Going down the listing below, print exactly each line from the one with "use crate::bridge_command::BridgeMethod;" up to and including the one with "pub fn validate_frame_message(raw: &RawFrameMessage)", and skip the rest.

■ ■ ■

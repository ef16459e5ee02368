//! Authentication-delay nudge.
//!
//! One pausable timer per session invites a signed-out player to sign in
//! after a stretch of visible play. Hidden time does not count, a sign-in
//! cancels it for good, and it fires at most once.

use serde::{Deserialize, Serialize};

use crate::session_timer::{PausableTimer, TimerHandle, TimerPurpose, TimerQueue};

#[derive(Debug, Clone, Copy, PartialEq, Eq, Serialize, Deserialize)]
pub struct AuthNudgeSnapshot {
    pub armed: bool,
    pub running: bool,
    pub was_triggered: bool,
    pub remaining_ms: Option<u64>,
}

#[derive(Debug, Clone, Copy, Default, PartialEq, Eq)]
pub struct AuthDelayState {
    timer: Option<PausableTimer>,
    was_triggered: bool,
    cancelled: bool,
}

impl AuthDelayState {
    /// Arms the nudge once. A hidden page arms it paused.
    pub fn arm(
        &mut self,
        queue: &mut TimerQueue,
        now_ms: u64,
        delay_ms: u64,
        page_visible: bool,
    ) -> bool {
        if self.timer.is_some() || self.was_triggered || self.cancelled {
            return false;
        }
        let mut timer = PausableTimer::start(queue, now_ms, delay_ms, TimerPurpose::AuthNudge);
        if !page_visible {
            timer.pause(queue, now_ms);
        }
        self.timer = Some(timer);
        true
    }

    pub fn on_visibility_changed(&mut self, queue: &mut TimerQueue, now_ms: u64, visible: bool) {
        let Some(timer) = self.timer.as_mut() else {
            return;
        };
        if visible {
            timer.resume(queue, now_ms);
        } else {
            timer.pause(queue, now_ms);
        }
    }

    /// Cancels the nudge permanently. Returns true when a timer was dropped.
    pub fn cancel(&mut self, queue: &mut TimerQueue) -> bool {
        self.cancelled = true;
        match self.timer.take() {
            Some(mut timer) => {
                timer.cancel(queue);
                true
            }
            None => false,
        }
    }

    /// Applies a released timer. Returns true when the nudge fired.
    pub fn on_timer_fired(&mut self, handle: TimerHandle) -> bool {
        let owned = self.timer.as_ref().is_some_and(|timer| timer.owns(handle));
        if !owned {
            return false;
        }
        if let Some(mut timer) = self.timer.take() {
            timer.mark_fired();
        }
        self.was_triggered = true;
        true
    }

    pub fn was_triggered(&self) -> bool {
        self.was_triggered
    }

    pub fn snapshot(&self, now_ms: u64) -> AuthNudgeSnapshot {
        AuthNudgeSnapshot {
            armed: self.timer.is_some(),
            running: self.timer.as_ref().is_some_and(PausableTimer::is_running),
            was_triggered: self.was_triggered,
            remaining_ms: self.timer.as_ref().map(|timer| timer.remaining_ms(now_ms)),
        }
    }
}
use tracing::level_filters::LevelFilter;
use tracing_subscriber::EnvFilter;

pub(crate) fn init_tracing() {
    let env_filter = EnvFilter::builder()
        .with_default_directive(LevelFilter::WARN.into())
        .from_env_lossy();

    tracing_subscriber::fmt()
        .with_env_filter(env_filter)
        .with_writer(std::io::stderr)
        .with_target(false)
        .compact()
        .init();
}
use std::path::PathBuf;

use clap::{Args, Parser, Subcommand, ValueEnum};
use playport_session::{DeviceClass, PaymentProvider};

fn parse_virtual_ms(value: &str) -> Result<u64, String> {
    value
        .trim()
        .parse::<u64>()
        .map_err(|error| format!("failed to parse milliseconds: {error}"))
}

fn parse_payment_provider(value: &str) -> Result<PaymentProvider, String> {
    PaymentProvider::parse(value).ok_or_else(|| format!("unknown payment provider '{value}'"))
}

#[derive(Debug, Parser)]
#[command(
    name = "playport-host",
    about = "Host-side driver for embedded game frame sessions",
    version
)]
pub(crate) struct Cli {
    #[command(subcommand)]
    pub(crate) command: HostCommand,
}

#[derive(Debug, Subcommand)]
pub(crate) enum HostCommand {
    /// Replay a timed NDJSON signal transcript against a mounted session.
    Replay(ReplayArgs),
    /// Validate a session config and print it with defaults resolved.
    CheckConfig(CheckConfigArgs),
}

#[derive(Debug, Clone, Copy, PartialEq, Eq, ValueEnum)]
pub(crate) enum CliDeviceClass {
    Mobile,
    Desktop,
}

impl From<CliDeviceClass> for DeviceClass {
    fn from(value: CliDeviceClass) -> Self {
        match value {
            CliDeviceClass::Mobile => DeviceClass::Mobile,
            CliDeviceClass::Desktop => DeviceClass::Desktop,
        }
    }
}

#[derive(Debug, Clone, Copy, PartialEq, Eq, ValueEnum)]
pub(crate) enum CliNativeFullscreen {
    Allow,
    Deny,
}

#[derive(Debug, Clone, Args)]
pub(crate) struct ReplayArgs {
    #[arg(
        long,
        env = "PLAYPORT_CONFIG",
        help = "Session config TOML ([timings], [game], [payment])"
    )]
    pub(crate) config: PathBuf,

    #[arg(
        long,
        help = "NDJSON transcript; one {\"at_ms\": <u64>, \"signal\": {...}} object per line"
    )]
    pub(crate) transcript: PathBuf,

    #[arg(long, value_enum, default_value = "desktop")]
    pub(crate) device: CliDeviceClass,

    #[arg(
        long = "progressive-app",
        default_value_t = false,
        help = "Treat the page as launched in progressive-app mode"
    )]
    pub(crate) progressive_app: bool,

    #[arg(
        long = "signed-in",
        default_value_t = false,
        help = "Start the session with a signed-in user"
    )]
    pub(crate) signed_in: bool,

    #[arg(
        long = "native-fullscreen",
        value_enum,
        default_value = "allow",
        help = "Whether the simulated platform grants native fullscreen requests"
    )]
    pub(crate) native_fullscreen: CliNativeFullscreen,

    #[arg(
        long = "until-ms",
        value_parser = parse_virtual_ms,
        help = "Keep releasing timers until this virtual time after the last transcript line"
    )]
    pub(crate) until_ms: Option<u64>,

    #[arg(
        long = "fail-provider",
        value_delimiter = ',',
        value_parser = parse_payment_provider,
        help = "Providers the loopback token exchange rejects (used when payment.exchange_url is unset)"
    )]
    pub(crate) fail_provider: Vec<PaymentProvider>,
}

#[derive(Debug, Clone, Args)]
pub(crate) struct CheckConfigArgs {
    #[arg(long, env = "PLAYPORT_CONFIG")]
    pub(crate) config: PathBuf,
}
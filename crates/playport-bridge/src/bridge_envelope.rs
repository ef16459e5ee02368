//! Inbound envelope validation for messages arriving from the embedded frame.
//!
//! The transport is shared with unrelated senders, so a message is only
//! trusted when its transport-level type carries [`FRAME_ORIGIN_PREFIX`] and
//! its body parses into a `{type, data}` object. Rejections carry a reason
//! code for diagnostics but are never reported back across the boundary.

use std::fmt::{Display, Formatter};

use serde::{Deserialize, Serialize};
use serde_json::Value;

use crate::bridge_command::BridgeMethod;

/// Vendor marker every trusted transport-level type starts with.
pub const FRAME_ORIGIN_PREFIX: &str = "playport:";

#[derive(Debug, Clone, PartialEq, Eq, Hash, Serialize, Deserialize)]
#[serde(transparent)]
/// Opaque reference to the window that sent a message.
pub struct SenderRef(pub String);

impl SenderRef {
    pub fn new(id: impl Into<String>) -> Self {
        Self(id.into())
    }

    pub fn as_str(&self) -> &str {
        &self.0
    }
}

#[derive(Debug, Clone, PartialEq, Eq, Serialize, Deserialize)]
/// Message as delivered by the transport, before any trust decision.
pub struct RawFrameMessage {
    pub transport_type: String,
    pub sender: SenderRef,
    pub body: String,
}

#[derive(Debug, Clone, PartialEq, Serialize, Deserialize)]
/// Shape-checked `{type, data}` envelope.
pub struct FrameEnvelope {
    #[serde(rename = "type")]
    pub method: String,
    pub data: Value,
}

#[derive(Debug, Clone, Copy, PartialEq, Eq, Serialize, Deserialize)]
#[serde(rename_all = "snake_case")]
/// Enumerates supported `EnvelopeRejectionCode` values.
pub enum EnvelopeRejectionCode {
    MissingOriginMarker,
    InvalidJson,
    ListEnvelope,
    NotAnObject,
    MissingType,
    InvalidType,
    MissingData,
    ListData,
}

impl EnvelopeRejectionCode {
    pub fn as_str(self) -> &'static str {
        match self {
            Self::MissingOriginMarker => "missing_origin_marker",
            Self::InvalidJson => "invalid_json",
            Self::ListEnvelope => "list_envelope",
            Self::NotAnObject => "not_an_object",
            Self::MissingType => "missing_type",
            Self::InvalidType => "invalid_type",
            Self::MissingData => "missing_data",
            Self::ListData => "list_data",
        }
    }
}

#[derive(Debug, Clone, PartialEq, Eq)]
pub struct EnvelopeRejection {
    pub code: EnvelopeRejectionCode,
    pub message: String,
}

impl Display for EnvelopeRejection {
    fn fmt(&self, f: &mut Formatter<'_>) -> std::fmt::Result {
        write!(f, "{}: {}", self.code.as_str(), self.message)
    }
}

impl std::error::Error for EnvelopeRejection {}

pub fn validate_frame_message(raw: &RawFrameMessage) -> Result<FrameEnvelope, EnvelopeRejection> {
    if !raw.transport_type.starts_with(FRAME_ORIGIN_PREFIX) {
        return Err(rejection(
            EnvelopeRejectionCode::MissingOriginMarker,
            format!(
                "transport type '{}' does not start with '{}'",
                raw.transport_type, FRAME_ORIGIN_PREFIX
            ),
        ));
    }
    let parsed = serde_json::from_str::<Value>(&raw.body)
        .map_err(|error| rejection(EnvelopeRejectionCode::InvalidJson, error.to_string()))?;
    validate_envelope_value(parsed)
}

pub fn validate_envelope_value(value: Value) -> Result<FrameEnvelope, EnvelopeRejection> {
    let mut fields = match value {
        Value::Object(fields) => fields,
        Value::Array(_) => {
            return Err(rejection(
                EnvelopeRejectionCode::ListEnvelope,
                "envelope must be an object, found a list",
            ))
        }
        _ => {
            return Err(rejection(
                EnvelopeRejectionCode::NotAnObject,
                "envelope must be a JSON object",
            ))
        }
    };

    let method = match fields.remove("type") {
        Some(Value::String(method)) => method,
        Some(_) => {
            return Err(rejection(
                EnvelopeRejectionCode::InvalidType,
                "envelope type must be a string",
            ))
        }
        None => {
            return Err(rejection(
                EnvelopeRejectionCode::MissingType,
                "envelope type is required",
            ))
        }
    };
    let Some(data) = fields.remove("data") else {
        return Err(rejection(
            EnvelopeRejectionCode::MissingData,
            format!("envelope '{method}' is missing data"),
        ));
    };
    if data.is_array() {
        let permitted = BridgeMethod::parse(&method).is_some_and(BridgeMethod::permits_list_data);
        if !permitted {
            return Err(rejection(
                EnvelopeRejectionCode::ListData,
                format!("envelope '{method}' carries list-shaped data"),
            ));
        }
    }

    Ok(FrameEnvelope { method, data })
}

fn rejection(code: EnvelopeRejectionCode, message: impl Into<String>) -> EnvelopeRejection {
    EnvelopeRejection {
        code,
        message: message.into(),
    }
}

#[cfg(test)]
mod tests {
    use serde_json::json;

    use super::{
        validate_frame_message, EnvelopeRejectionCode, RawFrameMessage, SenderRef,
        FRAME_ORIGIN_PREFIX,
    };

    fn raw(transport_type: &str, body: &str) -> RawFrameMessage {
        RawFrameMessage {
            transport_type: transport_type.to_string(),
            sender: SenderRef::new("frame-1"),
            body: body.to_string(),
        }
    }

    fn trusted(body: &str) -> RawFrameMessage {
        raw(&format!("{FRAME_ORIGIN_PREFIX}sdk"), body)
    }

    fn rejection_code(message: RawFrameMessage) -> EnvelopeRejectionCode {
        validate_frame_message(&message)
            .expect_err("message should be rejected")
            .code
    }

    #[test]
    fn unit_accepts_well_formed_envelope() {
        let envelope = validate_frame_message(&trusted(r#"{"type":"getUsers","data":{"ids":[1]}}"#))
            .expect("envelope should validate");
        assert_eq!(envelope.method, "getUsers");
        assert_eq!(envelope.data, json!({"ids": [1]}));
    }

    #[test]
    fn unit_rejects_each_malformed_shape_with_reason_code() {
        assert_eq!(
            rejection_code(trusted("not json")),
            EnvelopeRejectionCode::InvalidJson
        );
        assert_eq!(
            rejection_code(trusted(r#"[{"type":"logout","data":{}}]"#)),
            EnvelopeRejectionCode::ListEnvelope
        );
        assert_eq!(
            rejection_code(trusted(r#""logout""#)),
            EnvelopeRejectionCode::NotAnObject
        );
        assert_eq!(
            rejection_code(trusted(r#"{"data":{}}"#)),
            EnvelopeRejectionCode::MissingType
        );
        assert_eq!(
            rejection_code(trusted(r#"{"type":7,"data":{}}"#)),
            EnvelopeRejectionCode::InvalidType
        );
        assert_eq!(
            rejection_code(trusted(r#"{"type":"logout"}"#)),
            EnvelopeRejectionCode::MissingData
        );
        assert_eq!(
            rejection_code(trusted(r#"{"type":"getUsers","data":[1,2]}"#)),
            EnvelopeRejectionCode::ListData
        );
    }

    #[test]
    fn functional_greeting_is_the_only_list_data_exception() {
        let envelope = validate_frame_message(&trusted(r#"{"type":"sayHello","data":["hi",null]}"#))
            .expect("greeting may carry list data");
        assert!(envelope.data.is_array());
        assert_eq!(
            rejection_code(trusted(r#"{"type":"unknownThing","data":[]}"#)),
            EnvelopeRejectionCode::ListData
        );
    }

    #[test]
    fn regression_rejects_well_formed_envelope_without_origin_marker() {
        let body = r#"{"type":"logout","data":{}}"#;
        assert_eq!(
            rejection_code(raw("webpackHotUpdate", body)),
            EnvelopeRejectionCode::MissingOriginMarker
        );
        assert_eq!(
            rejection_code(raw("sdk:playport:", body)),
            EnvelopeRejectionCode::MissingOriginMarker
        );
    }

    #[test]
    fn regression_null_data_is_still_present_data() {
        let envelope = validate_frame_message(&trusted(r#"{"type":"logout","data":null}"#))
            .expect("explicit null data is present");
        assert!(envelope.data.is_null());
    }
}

■ ■ ■

RESULT:
use crate::bridge_command::BridgeMethod;

/// Vendor marker every trusted transport-level type starts with.
pub const FRAME_ORIGIN_PREFIX: &str = "playport:";

#[derive(Debug, Clone, PartialEq, Eq, Hash, Serialize, Deserialize)]
#[serde(transparent)]
/// Opaque reference to the window that sent a message.
pub struct SenderRef(pub String);

impl SenderRef {
    pub fn new(id: impl Into<String>) -> Self {
        Self(id.into())
    }

    pub fn as_str(&self) -> &str {
        &self.0
    }
}

#[derive(Debug, Clone, PartialEq, Eq, Serialize, Deserialize)]
/// Message as delivered by the transport, before any trust decision.
pub struct RawFrameMessage {
    pub transport_type: String,
    pub sender: SenderRef,
    pub body: String,
}

#[derive(Debug, Clone, PartialEq, Serialize, Deserialize)]
/// Shape-checked `{type, data}` envelope.
pub struct FrameEnvelope {
    #[serde(rename = "type")]
    pub method: String,
    pub data: Value,
}

#[derive(Debug, Clone, Copy, PartialEq, Eq, Serialize, Deserialize)]
#[serde(rename_all = "snake_case")]
/// Enumerates supported `EnvelopeRejectionCode` values.
pub enum EnvelopeRejectionCode {
    MissingOriginMarker,
    InvalidJson,
    ListEnvelope,
    NotAnObject,
    MissingType,
    InvalidType,
    MissingData,
    ListData,
}

impl EnvelopeRejectionCode {
    pub fn as_str(self) -> &'static str {
        match self {
            Self::MissingOriginMarker => "missing_origin_marker",
            Self::InvalidJson => "invalid_json",
            Self::ListEnvelope => "list_envelope",
            Self::NotAnObject => "not_an_object",
            Self::MissingType => "missing_type",
            Self::InvalidType => "invalid_type",
            Self::MissingData => "missing_data",
            Self::ListData => "list_data",
        }
    }
}

#[derive(Debug, Clone, PartialEq, Eq)]
pub struct EnvelopeRejection {
    pub code: EnvelopeRejectionCode,
    pub message: String,
}

impl Display for EnvelopeRejection {
    fn fmt(&self, f: &mut Formatter<'_>) -> std::fmt::Result {
        write!(f, "{}: {}", self.code.as_str(), self.message)
    }
}

impl std::error::Error for EnvelopeRejection {}

pub fn validate_frame_message(raw: &RawFrameMessage) -> Result<FrameEnvelope, EnvelopeRejection> {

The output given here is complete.